Angesichts dieser Situation verwundert es nicht, dass Jäger und Naturschützer dazu aufrufen, wieder mehr staatlich gefördertes Brachland und Programme für eine stärkere Ökologisierung der Landwitrschaft aufzulegen. Doch ökologicher Landbau an sich ist noch kein Überlebensprogramm für den Feldhasen. Wenn im Frühjahr die über den Winter deckung- und nahrunggebenden Grünbedeckungen der Felder für die Neusaaten hergerichtet werden, kommt mancher junge Mümmelmann zu Tode. Nur in Verbindung mit Naturinseln, Ackerrand- und Blühstreifen sind den Tieren sichere Aufenthaltsorte und eine vielseitigere Futterauswahl gewährleistet. Dann auch lassen sich beim Osterspaziergang wieder mehr Hasen beobachten. Warum "Meister Lampe" als Osterhase herhalten muss, ist übrigens bis heute nicht geklärt. Eine Deutung geht auf eine phantasiereich erfundene Frühlingsgöttin "Ostara" zurück, eine andere besagt, dass einem Bäcker ein Osterlamm aus Teig zu einem hasenähnlichen Tier missraten sei und er aus der Not hinfort eine Tugend gemacht habe. Laut Duden findet sich der früheste Beleg für den Hasen als österlichen Eierbringer 1678 in dem Buch "Satyrae medicae" des Heidelberger Medizinprofessors Georg Franck von Franckenau. Noch Anfang des 19. Jahrhunderts sei der Osterhase in vielen Teilen Deutschlands unbekannt gewesen. Sein Siegeszug ist erst durch die Süßwarenindustrie erfolgt. Der wahre Grund für seine Berufung zum österlichen Botschafter liegt wohl darin, dass der Hase im Frühjahr und damit zu Ostern während der Rammelzeit besonders häufig zu sehen ist, ähnlich wie die Osterlämmer auf der Weide.

C.-A.v.T.

BU 1: Im März und April geht es unter den Feldhasen besonders hoch her. Dann werben die Rammler um die Gunst der Häsinnen, die häufig von mehreren Männchen bedrängt und verfolgt wird. Zwar finden die meisten Aktivitäten bei Dunkelheit statt, doch die Liebe läßt die Tiere auch bei Tage häufig alle Vorsicht vergessen und sie zeigen sich wie auf dem Foto, mit der Häsin in der Mitte, auf einer Wiese.

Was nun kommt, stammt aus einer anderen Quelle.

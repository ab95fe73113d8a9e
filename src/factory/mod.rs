//! Driver factory and capability resolution.
//!
//! # Components
//!
//! | Type | Description |
//! |------|-------------|
//! | [`DriverFactory`] | Creates driver handles from startup settings |
//! | [`LaunchPlan`] | Per-browser local construction parameters |
//! | [`remote_capabilities`] | Grid capability descriptor construction |
//! | [`acquire_driver`] | Caller-level retry over the configured budget |
//!
//! # Example
//!
//! ```no_run
//! use webdriver_factory::{DriverFactory, StartupSettings, acquire_driver};
//!
//! # async fn example() -> webdriver_factory::Result<()> {
//! let settings = StartupSettings::builder()
//!     .browser_type("ff")
//!     .build()?;
//!
//! let factory = DriverFactory::new(settings);
//! let handle = acquire_driver(&factory).await?;
//! handle.quit().await?;
//! # Ok(())
//! # }
//! ```

// ============================================================================
// Submodules
// ============================================================================

/// Capability descriptor construction for grid sessions.
pub mod capabilities;

/// Core factory implementation.
pub mod core;

/// Per-browser local launch plans.
pub mod plan;

/// Caller-level acquisition retry loop.
pub mod retry;

// ============================================================================
// Re-exports
// ============================================================================

pub use capabilities::remote_capabilities;
pub use core::DriverFactory;
pub use plan::LaunchPlan;
pub use retry::acquire_driver;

BU 2: Junghasen, die im zeitigen Frühjahr geboren werden, müssen sich nicht nur vor Fressfeinden, sondern auch gegen die Kälte schützen. Ihr tarnfarbener Wollbalg hilft ihnen dabei, wenn sie die richtige Deckung aufsuchen. Vom ersten der bis zu jährlich vier "Jungensätzen" überleben die wenigsten Tiere die ersten Lebenswochen.